Lélus Socin appartenait à une ancienne famille siennoise, les Sozzini et est né à Sienne en 1525. La tradition voulait que les Sozzini deviennent juristes et Lelius se consacra d’abord à des études juridiques. Il éprouvait aussi un grand penchant pour les études bibliques et théologiques. Il était un esprit curieux, avide de connaissances. Très tôt, il va concevoir des doutes, voire une certaine hostilité, pour les dogmes catholiques. On peut remarquer d’ailleurs que l’humanisme italien donna à la plupart des réformateurs, tels que Bernardino Ochino, Vermigli et les deux Socin, une orientation très nette vers un rationalisme que Luther et Calvin avaient en horreur : les réformateurs genevoix se sont plaints, à maintes reprises, de ce que les réfugiés italiens étaient des « Academici », des sceptiques ! Cette orientation se marqua chez Lelius Socin (comme chez Michel Servet) par des objections en ce qui concerne le dogme central du christianisme, la Trinité, sans lequel ni incarnation, ni rédemption, ne peuvent être maintenues dans leur sens traditionnel.

Fac-similé des 95 thèses.

Lelius quitta l’Italie pour voyager à l’étranger, dès 1544 : il vint en France, passa en Angleterre, promenant sa curiosité et son scepticisme, sans ostentation. On le voit à Zurich où il consulte Bullinger (1), le successeur de Zwingli et un peu plus tard, à Genève, il fait la connaissance de Jean Calvin. Calvin s’irrita très vite de ses audaces ! Bullinger lui-même, bien que moins intolérant et moins combatif, lui conseilla la prudence. Lelius passa alors en Allemagne pour visiter Wittemberg. Là, il fit la connaissance de Melanchton qui fut séduit par son intelligence, sa souplesse d’esprit, son aménité et sa gaité. On le trouve, en septembre 1549, immatriculé à Wittemberg. Une lettre du polonais Jean Maczinski à Conrad Pellikan, un alsacien passé au Zwinglianisme et devenu professeur d’hébreu à Zurich, montre que dans ses pérégrinations, Socin, se faisait volontiers le messager des réformateurs des différents pays européens, transportait leurs lettres et discutait leur doctrines.
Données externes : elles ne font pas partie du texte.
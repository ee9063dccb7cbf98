//! Periodic signals for ambient motion (pulsing glows, blinking cursors).
//!
//! These are pure functions of a frame number; they repeat exactly every `period`
//! frames and never need clamping.

use std::f64::consts::TAU;

/// Sine wave oscillating around 0 with the given amplitude.
///
/// A `period` of 0 yields a constant 0.
pub fn pulse(frame: i64, period: u32, amplitude: f64) -> f64 {
    if period == 0 {
        return 0.0;
    }
    let phase = frame.rem_euclid(i64::from(period)) as f64 / f64::from(period);
    (phase * TAU).sin() * amplitude
}

/// Glow intensity in `[0, 1]`, peaking a quarter period in.
pub fn glow_intensity(frame: i64, period: u32) -> f64 {
    0.5 + 0.5 * pulse(frame, period, 1.0)
}

/// On for the first half of each period, off for the second.
pub fn blink(frame: i64, period: u32) -> bool {
    if period == 0 {
        return true;
    }
    frame.rem_euclid(i64::from(period)) < i64::from(period.div_ceil(2))
}

#[cfg(test)]
#[path = "../../tests/unit/animation/periodic.rs"]
mod tests;
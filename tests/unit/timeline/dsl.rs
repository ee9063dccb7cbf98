use super::*;
use crate::scene::kinds::{KeyTakeaway, SceneKind};
use crate::scene::components::Tone;
use crate::transition::kind::{Edge, TransitionKind};

fn scene(frames: u64) -> SceneSpec {
    SceneSpec::new(
        frames,
        SceneKind::KeyTakeaway(KeyTakeaway {
            heading: "Key Takeaway".to_owned(),
            takeaway: "Something".to_owned(),
            tone: Tone::Success,
        }),
    )
}

#[test]
fn default_transition_fills_every_join() {
    let seq = SequenceBuilder::new()
        .scene(scene(150))
        .scene(scene(240))
        .scene(scene(90))
        .build()
        .unwrap();
    assert_eq!(seq.transitions, vec![TransitionSpec::fade(15); 2]);
    assert_eq!(seq.total_frames().unwrap(), 450);
}

#[test]
fn explicit_transition_applies_to_the_next_join_only() {
    let seq = SequenceBuilder::new()
        .default_transition(TransitionSpec::cut())
        .scene(scene(90))
        .transition(TransitionSpec::slide(Edge::Bottom, 20))
        .scene(scene(90))
        .scene(scene(90))
        .build()
        .unwrap();
    assert_eq!(
        seq.transitions[0].kind,
        TransitionKind::Slide { from: Edge::Bottom }
    );
    assert_eq!(seq.transitions[1], TransitionSpec::cut());
    assert_eq!(seq.total_frames().unwrap(), 250);
}

#[test]
fn misplaced_transitions_are_rejected() {
    let err = SequenceBuilder::new()
        .transition(TransitionSpec::fade(10))
        .scene(scene(30))
        .build()
        .unwrap_err();
    assert!(err.to_string().contains("before the first scene"));

    let err = SequenceBuilder::new()
        .scene(scene(30))
        .transition(TransitionSpec::fade(10))
        .transition(TransitionSpec::fade(10))
        .scene(scene(30))
        .build()
        .unwrap_err();
    assert!(err.to_string().contains("two transitions declared after scene 0"));

    let err = SequenceBuilder::new()
        .scene(scene(30))
        .transition(TransitionSpec::fade(10))
        .build()
        .unwrap_err();
    assert!(err.to_string().contains("after the last scene"));
}

#[test]
fn build_validates_durations() {
    assert!(SequenceBuilder::new().build().is_err());
    let err = SequenceBuilder::new()
        .default_transition(TransitionSpec::fade(25))
        .scene(scene(10))
        .scene(scene(10))
        .build()
        .unwrap_err();
    assert!(err.is_duration_underflow());
}

#[test]
fn section_builder_carries_title_and_accent() {
    let section = SectionBuilder::new("DNS Lookup")
        .accent(Accent::Amber)
        .scene(scene(90))
        .scene(scene(210))
        .build()
        .unwrap();
    assert_eq!(section.title, "DNS Lookup");
    assert_eq!(section.accent, Accent::Amber);
    assert_eq!(section.sequence.total_frames().unwrap(), 285);

    assert!(SectionBuilder::new("  ").scene(scene(10)).build().is_err());
}

#[test]
fn composition_builder_checks_declared_total() {
    let section = || {
        SectionBuilder::new("One")
            .scene(scene(150))
            .scene(scene(240))
            .build()
            .unwrap()
    };
    let fps = Fps::new(30, 1).unwrap();

    let comp = CompositionBuilder::new("Demo", fps, Canvas::FULL_HD)
        .section(section())
        .section(section())
        .declared_frames(750)
        .particles(ParticleField::default())
        .watermark(Watermark::default())
        .progress_bar(false)
        .background(false)
        .build()
        .unwrap();
    assert_eq!(comp.total_frames().unwrap(), 750);
    assert!(comp.overlays.particles.is_some());
    assert!(!comp.overlays.progress_bar && !comp.overlays.background);

    let err = CompositionBuilder::new("Demo", fps, Canvas::FULL_HD)
        .section(section())
        .declared_frames(390)
        .build()
        .unwrap_err();
    assert!(matches!(
        err,
        ExplainerError::DeclaredDurationMismatch {
            declared: 390,
            computed: 375,
            ..
        }
    ));
}

#[test]
fn composition_needs_a_section() {
    let fps = Fps::new(30, 1).unwrap();
    assert!(CompositionBuilder::new("Empty", fps, Canvas::FULL_HD).build().is_err());
}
Évangile traduit par John Wyclif, copie de la fin du XIVe siècle, folio 2v de MS Hunter 191 (T.8.21).

Cette même lettre trace de lui un portrait flatteur : elle vante l’agrément de sa conversation, l’abondance de sa parole, la hardiesse de sa pensée et la liberté de ses discours. Cette liberté ne l’empêche pas, ajoute Maczinski, d’être l’intime de Melanchton qui, depuis la mort de Luther, trois ans plus tôt, est le grand chef de l’Église de Saxe. Maczinski écrit : « Il n’est personne à Wittemberg, étudiant lui-même à l’Université du lieu, qui ne recherche l’amitié de Lelius, ne converse volontiers avec lui, et notamment Philippe (Melanchton) qui ne lui cache rien de ses pensées ». Son amitié avec Maczinski et d’autres étudiants polonais engagera le grand voyageur qu’était Lelius Socin à visiter la Pologne. Il y fit plusieurs voyages, notamment en 1556 et 1558. Nous avons, à la date du 24 mai 1558 une lettre de Calvin le recommandant au Prince Nicolas Radziwill, dont le secrétaire était justement Maczinski.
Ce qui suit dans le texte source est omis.